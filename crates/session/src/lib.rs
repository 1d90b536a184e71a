//! Session context threaded through every wrap command.
//!
//! Holds the single undoable action and the values the user picked last
//! time. Commands take it by `&mut` instead of reaching for globals.

use anyhow::Result;

use warpwrap_core::{Selection, TextEdit};

/// What it takes to reverse the most recent wrap.
///
/// `selections[i]` is where the wrapped text landed, `wrapped_texts[i]` is
/// that text and `prior_texts[i]` is the text it replaced. All three follow
/// the order of the original selections.
#[derive(Debug, Clone, PartialEq, Eq)]
pub struct UndoRecord {
    selections: Vec<Selection>,
    wrapped_texts: Vec<String>,
    prior_texts: Vec<String>,
}

impl UndoRecord {
    /// Create a record; all lists must have the same length
    pub fn new(
        selections: Vec<Selection>,
        wrapped_texts: Vec<String>,
        prior_texts: Vec<String>,
    ) -> Result<Self> {
        if selections.len() != wrapped_texts.len() || selections.len() != prior_texts.len() {
            anyhow::bail!(
                "Undo record mismatch: {} ranges for {} wrapped and {} prior texts",
                selections.len(),
                wrapped_texts.len(),
                prior_texts.len()
            );
        }
        Ok(Self {
            selections,
            wrapped_texts,
            prior_texts,
        })
    }

    pub fn selections(&self) -> &[Selection] {
        &self.selections
    }

    pub fn wrapped_texts(&self) -> &[String] {
        &self.wrapped_texts
    }

    pub fn prior_texts(&self) -> &[String] {
        &self.prior_texts
    }

    pub fn len(&self) -> usize {
        self.selections.len()
    }

    pub fn is_empty(&self) -> bool {
        self.selections.is_empty()
    }

    /// Whether every recorded range still holds the text the wrap put there.
    ///
    /// `current` reads the document; `None` means the range no longer exists.
    pub fn is_current(&self, mut current: impl FnMut(&Selection) -> Option<String>) -> bool {
        self.selections
            .iter()
            .zip(&self.wrapped_texts)
            .all(|(range, wrapped)| current(range).as_deref() == Some(wrapped.as_str()))
    }

    /// Edits that put the prior texts back
    pub fn restoring_edits(&self) -> Vec<TextEdit> {
        self.selections
            .iter()
            .zip(&self.prior_texts)
            .map(|(range, text)| TextEdit::new(*range, text.clone()))
            .collect()
    }
}

/// Values offered as defaults by the next wrap prompt
#[derive(Debug, Clone, Default, PartialEq, Eq)]
pub struct LastUsed {
    pub tag: String,
    pub class_name: String,
    pub id_name: String,
}

/// Mutable state shared by consecutive commands
#[derive(Debug, Clone, Default)]
pub struct Session {
    undo: Option<UndoRecord>,
    last: LastUsed,
}

impl Session {
    pub fn new() -> Self {
        Self::default()
    }

    /// Replace whatever was undoable before
    pub fn record_wrap(&mut self, record: UndoRecord) {
        self.undo = Some(record);
    }

    /// Take the undo record, leaving nothing undoable
    pub fn take_undo(&mut self) -> Option<UndoRecord> {
        self.undo.take()
    }

    pub fn undo_record(&self) -> Option<&UndoRecord> {
        self.undo.as_ref()
    }

    pub fn can_undo(&self) -> bool {
        self.undo.is_some()
    }

    pub fn last_used(&self) -> &LastUsed {
        &self.last
    }

    pub fn remember(&mut self, tag: &str, class_name: &str, id_name: &str) {
        self.last = LastUsed {
            tag: tag.to_string(),
            class_name: class_name.to_string(),
            id_name: id_name.to_string(),
        };
    }
}

#[cfg(test)]
mod tests {
    use super::*;
    use warpwrap_core::Position;

    fn range(line: usize) -> Selection {
        Selection::new(Position::at(line, 0), Position::at(line, 3))
    }

    fn record(ranges: Vec<Selection>, prior: &[&str]) -> UndoRecord {
        let wrapped = prior.iter().map(|text| format!("<b>{}</b>", text)).collect();
        let prior = prior.iter().map(|text| text.to_string()).collect();
        UndoRecord::new(ranges, wrapped, prior).unwrap()
    }

    #[test]
    fn test_undo_record_rejects_length_mismatch() {
        let one = || vec!["a".to_string()];
        assert!(UndoRecord::new(vec![range(0), range(1)], one(), one()).is_err());
        assert!(UndoRecord::new(vec![range(0)], Vec::new(), one()).is_err());
        assert!(UndoRecord::new(vec![range(0)], one(), one()).is_ok());
    }

    #[test]
    fn test_is_current_compares_wrapped_text() {
        let record = record(vec![range(0), range(1)], &["a", "b"]);

        let texts = ["<b>a</b>", "<b>b</b>"];
        assert!(record.is_current(|r| Some(texts[r.start().line].to_string())));
        // One range edited since the wrap
        assert!(!record.is_current(|r| match r.start().line {
            0 => Some("<b>a</b>".to_string()),
            _ => Some("<i>b</i>".to_string()),
        }));
        // Range gone
        assert!(!record.is_current(|_| None));
    }

    #[test]
    fn test_restoring_edits_keep_order() {
        let record = record(vec![range(2), range(0)], &["two", "zero"]);
        let edits = record.restoring_edits();
        assert_eq!(edits[0], TextEdit::new(range(2), "two"));
        assert_eq!(edits[1], TextEdit::new(range(0), "zero"));
    }

    #[test]
    fn test_new_record_overwrites_and_take_clears() {
        let mut session = Session::new();
        assert!(!session.can_undo());

        session.record_wrap(record(vec![range(0)], &["a"]));
        session.record_wrap(record(vec![range(1)], &["b"]));

        let record = session.take_undo().unwrap();
        assert_eq!(record.prior_texts(), &["b".to_string()]);
        assert!(session.take_undo().is_none());
    }

    #[test]
    fn test_remember_last_used() {
        let mut session = Session::new();
        session.remember("section", "hero", "top");
        assert_eq!(session.last_used().tag, "section");
        assert_eq!(session.last_used().class_name, "hero");
        assert_eq!(session.last_used().id_name, "top");
    }
}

※ ※ ※

# Task statement:
Each line of the listing needs to be transcribed exactly.

# Task result:
filename crates/session/src/lib.rs
repository 1d90b536a184e71a
//! Session context threaded through every wrap command.
//!
//! Holds the single undoable action and the values the user picked last
//! time. Commands take it by `&mut` instead of reaching for globals.

use anyhow::Result;

use warpwrap_core::{Selection, TextEdit};

/// What it takes to reverse the most recent wrap.
///
/// `selections[i]` is where the wrapped text landed, `wrapped_texts[i]` is
/// that text and `prior_texts[i]` is the text it replaced. All three follow
/// the order of the original selections.
#[derive(Debug, Clone, PartialEq, Eq)]
pub struct UndoRecord {
    selections: Vec<Selection>,
    wrapped_texts: Vec<String>,
    prior_texts: Vec<String>,
}

impl UndoRecord {
    /// Create a record; all lists must have the same length
    pub fn new(
        selections: Vec<Selection>,
        wrapped_texts: Vec<String>,
        prior_texts: Vec<String>,
    ) -> Result<Self> {
        if selections.len() != wrapped_texts.len() || selections.len() != prior_texts.len() {
            anyhow::bail!(
                "Undo record mismatch: {} ranges for {} wrapped and {} prior texts",
                selections.len(),
                wrapped_texts.len(),
                prior_texts.len()
            );
        }
        Ok(Self {
            selections,
            wrapped_texts,
            prior_texts,
        })
    }

    pub fn selections(&self) -> &[Selection] {
        &self.selections
    }

    pub fn wrapped_texts(&self) -> &[String] {
        &self.wrapped_texts
    }

    pub fn prior_texts(&self) -> &[String] {
        &self.prior_texts
    }

    pub fn len(&self) -> usize {
        self.selections.len()
    }

    pub fn is_empty(&self) -> bool {
        self.selections.is_empty()
    }

    /// Whether every recorded range still holds the text the wrap put there.
    ///
    /// `current` reads the document; `None` means the range no longer exists.
    pub fn is_current(&self, mut current: impl FnMut(&Selection) -> Option<String>) -> bool {
        self.selections
            .iter()
            .zip(&self.wrapped_texts)
            .all(|(range, wrapped)| current(range).as_deref() == Some(wrapped.as_str()))
    }

    /// Edits that put the prior texts back
    pub fn restoring_edits(&self) -> Vec<TextEdit> {
        self.selections
            .iter()
            .zip(&self.prior_texts)
            .map(|(range, text)| TextEdit::new(*range, text.clone()))
            .collect()
    }
}

/// Values offered as defaults by the next wrap prompt
#[derive(Debug, Clone, Default, PartialEq, Eq)]
pub struct LastUsed {
    pub tag: String,
    pub class_name: String,
    pub id_name: String,
}

/// Mutable state shared by consecutive commands
#[derive(Debug, Clone, Default)]
pub struct Session {
    undo: Option<UndoRecord>,
    last: LastUsed,
}

impl Session {
    pub fn new() -> Self {
        Self::default()
    }

    /// Replace whatever was undoable before
    pub fn record_wrap(&mut self, record: UndoRecord) {
        self.undo = Some(record);
    }

    /// Take the undo record, leaving nothing undoable
    pub fn take_undo(&mut self) -> Option<UndoRecord> {
        self.undo.take()
    }

    pub fn undo_record(&self) -> Option<&UndoRecord> {
        self.undo.as_ref()
    }

    pub fn can_undo(&self) -> bool {
        self.undo.is_some()
    }

    pub fn last_used(&self) -> &LastUsed {
        &self.last
    }

    pub fn remember(&mut self, tag: &str, class_name: &str, id_name: &str) {
        self.last = LastUsed {
            tag: tag.to_string(),
            class_name: class_name.to_string(),
            id_name: id_name.to_string(),
        };
    }
}

#[cfg(test)]
mod tests {
    use super::*;
    use warpwrap_core::Position;

    fn range(line: usize) -> Selection {
        Selection::new(Position::at(line, 0), Position::at(line, 3))
    }

    fn record(ranges: Vec<Selection>, prior: &[&str]) -> UndoRecord {
        let wrapped = prior.iter().map(|text| format!("<b>{}</b>", text)).collect();
        let prior = prior.iter().map(|text| text.to_string()).collect();
        UndoRecord::new(ranges, wrapped, prior).unwrap()
    }

    #[test]
    fn test_undo_record_rejects_length_mismatch() {
        let one = || vec!["a".to_string()];
        assert!(UndoRecord::new(vec![range(0), range(1)], one(), one()).is_err());
        assert!(UndoRecord::new(vec![range(0)], Vec::new(), one()).is_err());
        assert!(UndoRecord::new(vec![range(0)], one(), one()).is_ok());
    }

    #[test]
    fn test_is_current_compares_wrapped_text() {
        let record = record(vec![range(0), range(1)], &["a", "b"]);

        let texts = ["<b>a</b>", "<b>b</b>"];
        assert!(record.is_current(|r| Some(texts[r.start().line].to_string())));
        // One range edited since the wrap
        assert!(!record.is_current(|r| match r.start().line {
            0 => Some("<b>a</b>".to_string()),
            _ => Some("<i>b</i>".to_string()),
        }));
        // Range gone
        assert!(!record.is_current(|_| None));
    }

    #[test]
    fn test_restoring_edits_keep_order() {
        let record = record(vec![range(2), range(0)], &["two", "zero"]);
        let edits = record.restoring_edits();
        assert_eq!(edits[0], TextEdit::new(range(2), "two"));
        assert_eq!(edits[1], TextEdit::new(range(0), "zero"));
    }

    #[test]
    fn test_new_record_overwrites_and_take_clears() {
        let mut session = Session::new();
        assert!(!session.can_undo());

        session.record_wrap(record(vec![range(0)], &["a"]));
        session.record_wrap(record(vec![range(1)], &["b"]));

        let record = session.take_undo().unwrap();
        assert_eq!(record.prior_texts(), &["b".to_string()]);
        assert!(session.take_undo().is_none());
    }

    #[test]
    fn test_remember_last_used() {
        let mut session = Session::new();
        session.remember("section", "hero", "top");
        assert_eq!(session.last_used().tag, "section");
        assert_eq!(session.last_used().class_name, "hero");
        assert_eq!(session.last_used().id_name, "top");
    }
}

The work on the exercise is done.